* Records for this task:
//! Agent Pipeline
//!
//! Each agent, in id order, takes a full turn before the next one starts:
//! move, look around, score what it sees, pick a target, eat, metabolize.
//! Earlier agents therefore win contested cells and contested food within a
//! tick. That ordering is part of the model, not an accident of iteration.

use bevy_ecs::prelude::*;
use rand::Rng;
use temperance_events::EventKind;

use crate::components::{Agent, AgentId, AgentRegistry, FoodId, FoodRegistry, GridPos, WorldState};
use crate::config::SimConfig;
use crate::error::SimError;
use crate::events::PendingEvents;
use crate::SimRng;

use super::consumption::{consume, SocialRules};
use super::decision::{decide, first_attractive};
use super::metabolism::metabolize;
use super::movement::{apply_move, candidate_cell, Intent, MoveOutcome};
use super::perception::look_around;

/// Invariant breaches found while running a tick
#[derive(Resource, Debug, Default)]
pub struct IntegrityLog {
    violations: Vec<SimError>,
}

impl IntegrityLog {
    pub fn new() -> Self {
        Self::default()
    }

    pub fn push(&mut self, error: SimError) {
        self.violations.push(error);
    }

    pub fn drain(&mut self) -> Vec<SimError> {
        std::mem::take(&mut self.violations)
    }

    pub fn is_empty(&self) -> bool {
        self.violations.is_empty()
    }
}

/// Constants an agent turn needs, copied out of the config once per tick
#[derive(Debug, Clone, Copy)]
pub struct TurnRules {
    pub grid_size: u32,
    pub vision: u32,
    pub metabolism: f64,
    pub social: SocialRules,
}

impl From<&SimConfig> for TurnRules {
    fn from(config: &SimConfig) -> Self {
        Self {
            grid_size: config.world.grid_size,
            vision: config.agents.vision,
            metabolism: config.agents.metabolism,
            social: SocialRules {
                vision: config.agents.vision,
                pressure_step: config.agents.social_pressure_step,
            },
        }
    }
}

/// System: every living agent takes its turn
pub fn run_agent_pipeline(
    config: Res<SimConfig>,
    world_state: Res<WorldState>,
    mut rng: ResMut<SimRng>,
    mut agents: ResMut<AgentRegistry>,
    mut food: ResMut<FoodRegistry>,
    mut events: ResMut<PendingEvents>,
    mut integrity: ResMut<IntegrityLog>,
) {
    let tick = world_state.current_tick;
    let rules = TurnRules::from(&*config);

    for id in agents.ids() {
        let Some(mut agent) = agents.remove(id) else {
            continue;
        };
        let result = take_turn(
            &mut agent,
            tick,
            rules,
            &mut agents,
            &mut food,
            &mut rng.0,
            &mut events,
        );
        agents.register(agent);

        if let Err(err) = result {
            tracing::error!(tick, agent = %id, "agent turn aborted: {}", err);
            integrity.push(err);
        }
    }
}

/// One agent's turn. The agent is held outside the registry for the
/// duration, so `others` is everyone else.
pub fn take_turn<R: Rng + ?Sized>(
    agent: &mut Agent,
    tick: u64,
    rules: TurnRules,
    others: &mut AgentRegistry,
    food: &mut FoodRegistry,
    rng: &mut R,
    events: &mut PendingEvents,
) -> Result<(), SimError> {
    if !agent.is_alive() {
        return Ok(());
    }

    // Move
    let target = pursued_position(agent, food)?;
    let intent = Intent::for_agent(agent, target);
    let candidate = candidate_cell(agent.position, intent, rules.grid_size, rng);
    match apply_move(others, agent, candidate) {
        MoveOutcome::Moved { from, to } => events.push(
            tick,
            EventKind::Moved {
                agent_id: agent.id.0,
                from: from.into(),
                to: to.into(),
            },
        ),
        MoveOutcome::Blocked { at, wanted } => events.push(
            tick,
            EventKind::Blocked {
                agent_id: agent.id.0,
                at: at.into(),
                wanted: wanted.into(),
            },
        ),
        MoveOutcome::Stayed(_) => {}
    }

    // Look around and score everything in view
    agent.seeing = look_around(agent.position, rules.vision, food, rng);
    let viewer: &Agent = agent;
    let scores = viewer
        .seeing
        .iter()
        .map(|id| {
            food.get(*id)
                .map(|patch| decide(viewer, patch))
                .ok_or_else(|| stale(viewer.id, *id, "seeing"))
        })
        .collect::<Result<Vec<_>, _>>()?;
    agent.seeing_scores = scores;

    // Pick a target unless already committed to one
    if agent.pursuing.is_none() {
        agent.consuming = None;
        agent.punished = false;
        if let Some(index) = first_attractive(&agent.seeing_scores) {
            let chosen = agent.seeing[index];
            agent.pursuing = Some(chosen);
            tracing::debug!(tick, agent = %agent.id, food = %chosen, "started pursuit");
            events.push(
                tick,
                EventKind::PursuitStarted {
                    agent_id: agent.id.0,
                    food_id: chosen.0,
                    score: agent.seeing_scores[index].total,
                },
            );
        }
    }

    // Eat if standing on the target
    if let Some(meal) = consume(agent, others, food, rules.social)? {
        tracing::debug!(
            tick,
            agent = %agent.id,
            food = %meal.food,
            amount = meal.amount.units(),
            witnessed = meal.witnessed,
            punished = meal.punished,
            "consumed food"
        );
        events.push(
            tick,
            EventKind::Consumed {
                agent_id: agent.id.0,
                food_id: meal.food.0,
                amount: meal.amount.units(),
                health_after: agent.health,
                witnessed: meal.witnessed,
                punished: meal.punished,
            },
        );
        for rival in meal.invalidated {
            events.push(
                tick,
                EventKind::PursuitInvalidated {
                    agent_id: rival.0,
                    food_id: meal.food.0,
                },
            );
        }
    }

    // Metabolize
    if !metabolize(agent, rules.metabolism) {
        tracing::info!(tick, agent = %agent.id, at = %agent.position, "agent starved");
        events.push(
            tick,
            EventKind::Died {
                agent_id: agent.id.0,
                at: agent.position.into(),
            },
        );
    }

    Ok(())
}

/// Position of the food the agent is walking towards, if any.
fn pursued_position(agent: &Agent, food: &FoodRegistry) -> Result<Option<GridPos>, SimError> {
    let Some(id) = agent.pursuing else {
        return Ok(None);
    };
    food.get(id)
        .filter(|patch| patch.is_available())
        .map(|patch| Some(patch.position))
        .ok_or_else(|| stale(agent.id, id, "pursuing"))
}

/// Checks that no agent points at food it can no longer have.
///
/// At a tick boundary a pursuit must name an uneaten patch, a consumption
/// must name a patch that is currently eaten, and no agent holds both.
pub fn verify_references(agents: &AgentRegistry, food: &FoodRegistry) -> Result<(), SimError> {
    for agent in agents.iter() {
        if let Some(id) = agent.pursuing {
            let valid = food.get(id).is_some_and(|f| f.is_available()) && agent.consuming.is_none();
            if !valid {
                return Err(stale(agent.id, id, "pursuing"));
            }
        }
        if let Some(id) = agent.consuming {
            if !food.get(id).is_some_and(|f| f.consumed) {
                return Err(stale(agent.id, id, "consuming"));
            }
        }
    }
    Ok(())
}

fn stale(agent: AgentId, food: FoodId, role: &'static str) -> SimError {
    SimError::StaleReference { agent, food, role }
}

#[cfg(test)]
mod tests {
    use super::*;
    use crate::components::{Food, FoodAmount};
    use rand::rngs::SmallRng;
    use rand::SeedableRng;

    fn rules() -> TurnRules {
        TurnRules::from(&SimConfig::default())
    }

    fn food_at(id: u32, x: i32, y: i32, amount: FoodAmount) -> Food {
        Food::new(FoodId(id), GridPos::new(x, y), amount, 3)
    }

    #[test]
    fn test_turn_walks_to_food_and_eats_it() {
        let mut food = FoodRegistry::new();
        food.register(food_at(0, 2, 2, FoodAmount::Two));
        let mut others = AgentRegistry::new();
        let mut agent = Agent::new(AgentId(0), GridPos::new(1, 1), 7.0).with_pursuit(FoodId(0));
        let mut events = PendingEvents::new();
        let mut rng = SmallRng::seed_from_u64(5);

        take_turn(&mut agent, 1, rules(), &mut others, &mut food, &mut rng, &mut events).unwrap();

        assert_eq!(agent.position, GridPos::new(2, 2));
        assert_eq!(agent.consuming, Some(FoodId(0)));
        assert_eq!(agent.pursuing, None);
        // 7 + 2 - 0.5
        assert_eq!(agent.health, 8.5);

        let kinds: Vec<_> = events.drain().into_iter().map(|e| e.event_type()).collect();
        assert_eq!(
            kinds,
            vec![temperance_events::EventType::Moved, temperance_events::EventType::Consumed]
        );
    }

    #[test]
    fn test_consuming_agent_stays_and_then_picks_again() {
        let mut food = FoodRegistry::new();
        food.register(food_at(0, 2, 2, FoodAmount::One));
        food.register(food_at(1, 3, 2, FoodAmount::One));
        food.get_mut(FoodId(0)).unwrap().consumed = true;
        let mut others = AgentRegistry::new();
        let mut agent = Agent::new(AgentId(0), GridPos::new(2, 2), 5.0);
        agent.consuming = Some(FoodId(0));
        agent.punished = true;
        let mut events = PendingEvents::new();
        let mut rng = SmallRng::seed_from_u64(5);

        take_turn(&mut agent, 2, rules(), &mut others, &mut food, &mut rng, &mut events).unwrap();

        assert_eq!(agent.position, GridPos::new(2, 2));
        assert_eq!(agent.consuming, None);
        assert!(!agent.punished);
        assert_eq!(agent.seeing, vec![FoodId(1)]);
        assert_eq!(agent.pursuing, Some(FoodId(1)));
    }

    #[test]
    fn test_nothing_attractive_leaves_agent_unattached() {
        let mut food = FoodRegistry::new();
        food.register(food_at(0, 1, 1, FoodAmount::Three));
        let mut others = AgentRegistry::new();
        let mut agent = Agent::new(AgentId(0), GridPos::new(2, 2), 10.0);
        agent.times_sick_3 = 3;
        let mut events = PendingEvents::new();
        let mut rng = SmallRng::seed_from_u64(11);

        take_turn(&mut agent, 1, rules(), &mut others, &mut food, &mut rng, &mut events).unwrap();

        assert_eq!(agent.seeing.len(), 1);
        assert_eq!(agent.seeing_scores.len(), 1);
        assert_eq!(agent.seeing_scores[0].total, 0.0);
        assert_eq!(agent.pursuing, None);
    }

    #[test]
    fn test_starving_agent_reports_death() {
        let mut food = FoodRegistry::new();
        let mut others = AgentRegistry::new();
        let mut agent = Agent::new(AgentId(4), GridPos::new(0, 0), 0.5);
        let mut events = PendingEvents::new();
        let mut rng = SmallRng::seed_from_u64(1);

        take_turn(&mut agent, 9, rules(), &mut others, &mut food, &mut rng, &mut events).unwrap();

        assert!(!agent.is_alive());
        let died = events
            .drain()
            .into_iter()
            .find(|e| e.event_type() == temperance_events::EventType::Died);
        assert_eq!(died.map(|e| e.tick), Some(9));
    }

    #[test]
    fn test_pursuit_of_eaten_food_is_reported() {
        let mut food = FoodRegistry::new();
        food.register(food_at(0, 4, 4, FoodAmount::One));
        food.get_mut(FoodId(0)).unwrap().consumed = true;
        let mut others = AgentRegistry::new();
        let mut agent = Agent::new(AgentId(0), GridPos::new(0, 0), 10.0).with_pursuit(FoodId(0));
        let mut events = PendingEvents::new();
        let mut rng = SmallRng::seed_from_u64(1);

        let err = take_turn(&mut agent, 1, rules(), &mut others, &mut food, &mut rng, &mut events)
            .unwrap_err();
        assert!(matches!(err, SimError::StaleReference { role: "pursuing", .. }));
    }

    #[test]
    fn test_verify_references() {
        let mut food = FoodRegistry::new();
        food.register(food_at(0, 0, 0, FoodAmount::One));
        food.register(food_at(1, 4, 4, FoodAmount::Two));
        food.get_mut(FoodId(1)).unwrap().consumed = true;

        let mut agents = AgentRegistry::new();
        agents.register(Agent::new(AgentId(0), GridPos::new(1, 1), 9.0).with_pursuit(FoodId(0)));
        let mut eater = Agent::new(AgentId(1), GridPos::new(4, 4), 9.0);
        eater.consuming = Some(FoodId(1));
        agents.register(eater);
        assert!(verify_references(&agents, &food).is_ok());

        agents.get_mut(AgentId(0)).unwrap().pursuing = Some(FoodId(1));
        assert!(verify_references(&agents, &food).is_err());

        agents.get_mut(AgentId(0)).unwrap().pursuing = Some(FoodId(7));
        assert!(verify_references(&agents, &food).is_err());

        agents.get_mut(AgentId(0)).unwrap().pursuing = None;
        agents.get_mut(AgentId(1)).unwrap().consuming = Some(FoodId(0));
        assert!(verify_references(&agents, &food).is_err());
    }
}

* Problem: Those lines of the records that contain the string "SimRng" should be identified and copied.

* Written solution:
use crate::SimRng;
    mut rng: ResMut<SimRng>,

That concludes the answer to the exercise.